As stated in the Lancet Commission on Global Mental Health, the movement advocating for subjective well-being and happiness are one of the key indicators of a nation's development and it highlights the importance of promoting and protecting mental health for everyone, regardless of the presence of mental disorders (48). In our previous survey, we did not find a significant association between MHL and subjective well-being (9). Therefore, the improvement in well-being in this MHL educational program warrants further consideration.
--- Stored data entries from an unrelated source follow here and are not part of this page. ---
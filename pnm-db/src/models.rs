//! Row and report structs for the park management database.
//!
//! All structs derive `Serialize` so reports can be exported as JSON by the
//! command-line front end. Subtype tables are represented as enums:
//! [`ElementSubtype`] for natural elements and [`PersonnelRole`] for staff.

use std::fmt;
use std::str::FromStr;

use chrono::{NaiveDate, NaiveTime};
use rusqlite::types::{FromSql, FromSqlError, FromSqlResult, ToSql, ToSqlOutput, ValueRef};
use serde::Serialize;

use crate::error::DbError;

/// A province and the organisation responsible for its protected areas.
#[derive(Debug, Clone, Serialize, PartialEq)]
pub struct Province {
    pub id: i64,
    pub name: String,
    pub responsible_organization: String,
}

/// A national park.
#[derive(Debug, Clone, Serialize, PartialEq)]
pub struct Park {
    pub id: i64,
    pub name: String,
    pub declaration_date: NaiveDate,
    /// Recipient of population decrease notifications.
    pub contact_email: Option<String>,
    /// Short park code used by visitor reports (e.g. "A").
    pub code: Option<String>,
    /// Total area in hectares.
    pub total_area: Option<f64>,
}

/// Fields for inserting a park.
#[derive(Debug, Clone, PartialEq)]
pub struct NewPark {
    pub name: String,
    pub declaration_date: NaiveDate,
    pub contact_email: Option<String>,
    pub code: Option<String>,
    pub total_area: Option<f64>,
}

/// The share of a park that lies inside one province.
#[derive(Debug, Clone, Serialize, PartialEq)]
pub struct ParkProvince {
    pub park_id: i64,
    pub province_id: i64,
    pub province_name: String,
    pub extension_in_province: Option<f64>,
}

/// Composite key of a park area.
#[derive(Debug, Clone, Copy, Serialize, PartialEq, Eq, Hash)]
pub struct AreaKey {
    pub park_id: i64,
    pub area_number: i64,
}

impl AreaKey {
    pub fn new(park_id: i64, area_number: i64) -> Self {
        Self { park_id, area_number }
    }
}

/// A numbered area inside a park.
#[derive(Debug, Clone, Serialize, PartialEq)]
pub struct ParkArea {
    pub key: AreaKey,
    pub name: Option<String>,
    pub extension: Option<f64>,
}

/// Discriminant of [`ElementSubtype`].
#[derive(Debug, Clone, Copy, Serialize, PartialEq, Eq, Hash)]
#[serde(rename_all = "lowercase")]
pub enum ElementKind {
    Vegetal,
    Animal,
    Mineral,
}

impl ElementKind {
    pub fn as_str(&self) -> &'static str {
        match self {
            ElementKind::Vegetal => "vegetal",
            ElementKind::Animal => "animal",
            ElementKind::Mineral => "mineral",
        }
    }

    /// The subtype table holding rows of this kind.
    pub(crate) fn table(&self) -> &'static str {
        match self {
            ElementKind::Vegetal => "vegetal_elements",
            ElementKind::Animal => "animal_elements",
            ElementKind::Mineral => "mineral_elements",
        }
    }
}

impl fmt::Display for ElementKind {
    fn fmt(&self, f: &mut fmt::Formatter<'_>) -> fmt::Result {
        f.write_str(self.as_str())
    }
}

/// Subtype-specific attributes of a natural element.
#[derive(Debug, Clone, Serialize, PartialEq)]
#[serde(tag = "kind", rename_all = "lowercase")]
pub enum ElementSubtype {
    Vegetal {
        flowering_period: Option<String>,
    },
    Animal {
        diet: Option<String>,
        mating_season: Option<String>,
    },
    Mineral {
        crystal_or_rock: Option<String>,
    },
}

impl ElementSubtype {
    pub fn kind(&self) -> ElementKind {
        match self {
            ElementSubtype::Vegetal { .. } => ElementKind::Vegetal,
            ElementSubtype::Animal { .. } => ElementKind::Animal,
            ElementSubtype::Mineral { .. } => ElementKind::Mineral,
        }
    }
}

/// A natural element with its subtype, if one has been recorded.
#[derive(Debug, Clone, Serialize, PartialEq)]
pub struct NaturalElement {
    pub id: i64,
    pub scientific_name: String,
    pub common_name: Option<String>,
    pub number_of_individuals: i64,
    pub subtype: Option<ElementSubtype>,
}

impl NaturalElement {
    pub fn kind(&self) -> Option<ElementKind> {
        self.subtype.as_ref().map(ElementSubtype::kind)
    }
}

/// Fields for inserting a natural element together with its subtype row.
#[derive(Debug, Clone, PartialEq)]
pub struct NewNaturalElement {
    pub scientific_name: String,
    pub common_name: Option<String>,
    pub number_of_individuals: i64,
    pub subtype: ElementSubtype,
}

/// Population of one element inside one park area.
#[derive(Debug, Clone, Serialize, PartialEq)]
pub struct AreaElement {
    pub area: AreaKey,
    pub element_id: i64,
    pub number_of_individuals: i64,
}

#[derive(Debug, Clone, Serialize, PartialEq)]
pub struct ResearchProject {
    pub id: i64,
    pub budget: f64,
    pub duration: String,
    pub element_id: i64,
}

/// A role held by a staff member, one per role table.
#[derive(Debug, Clone, Serialize, PartialEq)]
#[serde(tag = "role", rename_all = "lowercase")]
pub enum PersonnelRole {
    Management {
        entrance_number: i64,
    },
    Surveillance {
        vehicle_type: Option<String>,
        vehicle_registration: Option<String>,
    },
    Research {
        title: Option<String>,
        project_id: Option<i64>,
    },
    Conservation {
        specialty: Option<String>,
        area: Option<AreaKey>,
    },
}

impl PersonnelRole {
    pub(crate) fn table(&self) -> &'static str {
        match self {
            PersonnelRole::Management { .. } => "management_personnel",
            PersonnelRole::Surveillance { .. } => "surveillance_personnel",
            PersonnelRole::Research { .. } => "research_personnel",
            PersonnelRole::Conservation { .. } => "conservation_personnel",
        }
    }
}

/// A staff member and every role they hold.
#[derive(Debug, Clone, Serialize, PartialEq)]
pub struct Personnel {
    pub id: i64,
    pub dni: String,
    pub cuil: String,
    pub name: String,
    pub address: Option<String>,
    pub phone_numbers: Option<String>,
    pub salary: Option<f64>,
    pub roles: Vec<PersonnelRole>,
}

#[derive(Debug, Clone, PartialEq)]
pub struct NewPersonnel {
    pub dni: String,
    pub cuil: String,
    pub name: String,
    pub address: Option<String>,
    pub phone_numbers: Option<String>,
    pub salary: Option<f64>,
}

#[derive(Debug, Clone, Serialize, PartialEq)]
pub struct Accommodation {
    pub id: i64,
    pub capacity: i64,
    pub category: Option<String>,
}

#[derive(Debug, Clone, Serialize, PartialEq)]
pub struct Visitor {
    pub id: i64,
    pub dni: String,
    pub name: String,
    pub address: Option<String>,
    pub profession: Option<String>,
    pub accommodation_id: Option<i64>,
    pub park_id: i64,
}

#[derive(Debug, Clone, PartialEq)]
pub struct NewVisitor {
    pub dni: String,
    pub name: String,
    pub address: Option<String>,
    pub profession: Option<String>,
    pub accommodation_id: Option<i64>,
    pub park_id: i64,
}

/// How an excursion is carried out. Stored as `foot` / `vehicle`.
#[derive(Debug, Clone, Copy, Serialize, PartialEq, Eq, Hash)]
#[serde(rename_all = "lowercase")]
pub enum ExcursionType {
    Foot,
    Vehicle,
}

impl ExcursionType {
    pub fn as_str(&self) -> &'static str {
        match self {
            ExcursionType::Foot => "foot",
            ExcursionType::Vehicle => "vehicle",
        }
    }
}

impl fmt::Display for ExcursionType {
    fn fmt(&self, f: &mut fmt::Formatter<'_>) -> fmt::Result {
        f.write_str(self.as_str())
    }
}

impl FromStr for ExcursionType {
    type Err = DbError;

    fn from_str(s: &str) -> Result<Self, Self::Err> {
        match s {
            "foot" => Ok(ExcursionType::Foot),
            "vehicle" => Ok(ExcursionType::Vehicle),
            other => Err(DbError::InvalidValue(format!(
                "excursion type must be 'foot' or 'vehicle', got '{}'",
                other
            ))),
        }
    }
}

impl ToSql for ExcursionType {
    fn to_sql(&self) -> rusqlite::Result<ToSqlOutput<'_>> {
        Ok(ToSqlOutput::from(self.as_str()))
    }
}

impl FromSql for ExcursionType {
    fn column_result(value: ValueRef<'_>) -> FromSqlResult<Self> {
        let s = value.as_str()?;
        s.parse().map_err(|e: DbError| FromSqlError::Other(Box::new(e)))
    }
}

#[derive(Debug, Clone, Serialize, PartialEq)]
pub struct Excursion {
    pub id: i64,
    pub day_of_week: String,
    pub time: NaiveTime,
    pub excursion_type: ExcursionType,
}

/// A notification recorded when an area population decreased.
#[derive(Debug, Clone, Serialize, PartialEq)]
pub struct EmailLogEntry {
    pub id: i64,
    pub area: AreaKey,
    pub element_id: i64,
    /// The park's contact email at the time of the update.
    pub recipient_email: Option<String>,
    pub scientific_name: String,
    pub old_count: i64,
    pub new_count: i64,
    /// UTC timestamp, `YYYY-MM-DD HH:MM:SS`.
    pub logged_at: String,
}

/// A province and how many parks are linked to it.
#[derive(Debug, Clone, Serialize, PartialEq)]
pub struct ProvinceParkCount {
    pub province_id: i64,
    pub province: String,
    pub park_count: i64,
}

/// Which parks a species must be present in to be reported.
#[derive(Debug, Clone, Copy, Serialize, PartialEq, Eq)]
#[serde(rename_all = "snake_case")]
pub enum ParkPresence {
    /// Present in at least half of all parks (`2 * present >= total`).
    AtLeastHalf,
    /// Present in every park.
    All,
    /// Present in exactly one park.
    ExactlyOne,
}

/// A species and the number of distinct parks it was recorded in.
#[derive(Debug, Clone, Serialize, PartialEq)]
pub struct SpeciesPresence {
    /// Lowest element id recorded under this scientific name.
    pub element_id: i64,
    pub scientific_name: String,
    pub parks_present: i64,
}

/// A park whose per-province extensions do not add up to its total area.
#[derive(Debug, Clone, Serialize, PartialEq)]
pub struct ExtensionMismatch {
    pub park_id: i64,
    pub park_name: String,
    pub total_area: f64,
    pub provinces_sum: f64,
}

/// Species representation of one taxonomic group in protected areas.
#[derive(Debug, Clone, Serialize, PartialEq)]
pub struct SpeciesGroup {
    pub name: String,
    pub count_argentina: i64,
    pub count_protected: i64,
    pub percentage: f64,
}

/// Share of resident and non-resident visitors for one year.
#[derive(Debug, Clone, Serialize, PartialEq)]
pub struct VisitorStat {
    pub year: i64,
    pub residents_pct: f64,
    pub non_residents_pct: f64,
}

/// Outcome of loading one CSV file.
#[derive(Debug, Clone, Copy, Default, Serialize, PartialEq, Eq)]
pub struct LoadSummary {
    pub loaded: usize,
    pub skipped: usize,
}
The learning environment plays a crucial role in the success of such interventions. One of the primary challenges of mental health intervention in LMICs is the low compliance of the target population (55), which highlights the importance of using engaging and enjoyable teaching methods. Our teaching method was associated with a high level of satisfaction among participants while all participants completed the course of training. Participants highlighted the workshop’s engaging and informative content, the practicality of its delivery, and the facilitator’s expertise, collectively reflecting an overall very high level of satisfaction. Furthermore, the context-rich environment of Psycheutopia facilitated the translation of knowledge into practice. The relevance of the program to daily living situation, likely contributed to the sustained impact observed at the four-month follow-up. Consistent with our findings, previous studies have shown applying knowledge in real-world contexts, aligned with Bloom’s application level enhances student engagement, deepens understanding, and improves long-term retention (56). Moreover, incorporating student-centered elements into medical curricula can significantly reduce depressive symptoms (57).
The thoughtful design of the program and the novel use of various teaching methods to suit the audiences’ needs are other noteworthy features of this experience. Mohammadi identified five key factors that facilitate successful mental health interventions for adolescents: 1. Interactive learning environment, 2. Diverse and stimulating educational content, 3. trainers with different backgrounds, 3. Direct contact with people with mental disorders and 5. Utilizing technologies in education (37). These elements were integrated into the design of Psycheutopia, contributing to its effectiveness.
Sustainability and scalability are critical challenges in the design and implementation of such interventions (50). Similar to our experience, other successful online educational programs have found scenario-based or gamified teaching methods to be effective tools for creating a meaningful and engaging learning environment, for example, for nurses and adolescents (58, 59). Combining individual and team learning in an online environment may be a distinctive characteristic of Psycheutopia compared to similar interventions. In our program, learners exercise individually and then actively practice with other participants in online meetings.
Online interventions offer a cost-effective solution with broad accessibility. In a meta-analysis of 48 studies, the impact of internet-based mental health interventions on students has been evaluated as beneficial. These interventions have been found to enhance student's performance across various conditions (60). It is also recommended to reduce the role of specialists and facilitate community involvement in designing and implementing such interventions (48). Mental health program implemented by mental health professionals is associated with a significant cost, which poses a challenge to the feasibility and sustainability of such programs. Peer-delivered health promotion programs have shown efficacy in improving health literacy among students (51). Community-driven approaches further reduce reliance on specialists, addressing resource constraints in LMICs (48).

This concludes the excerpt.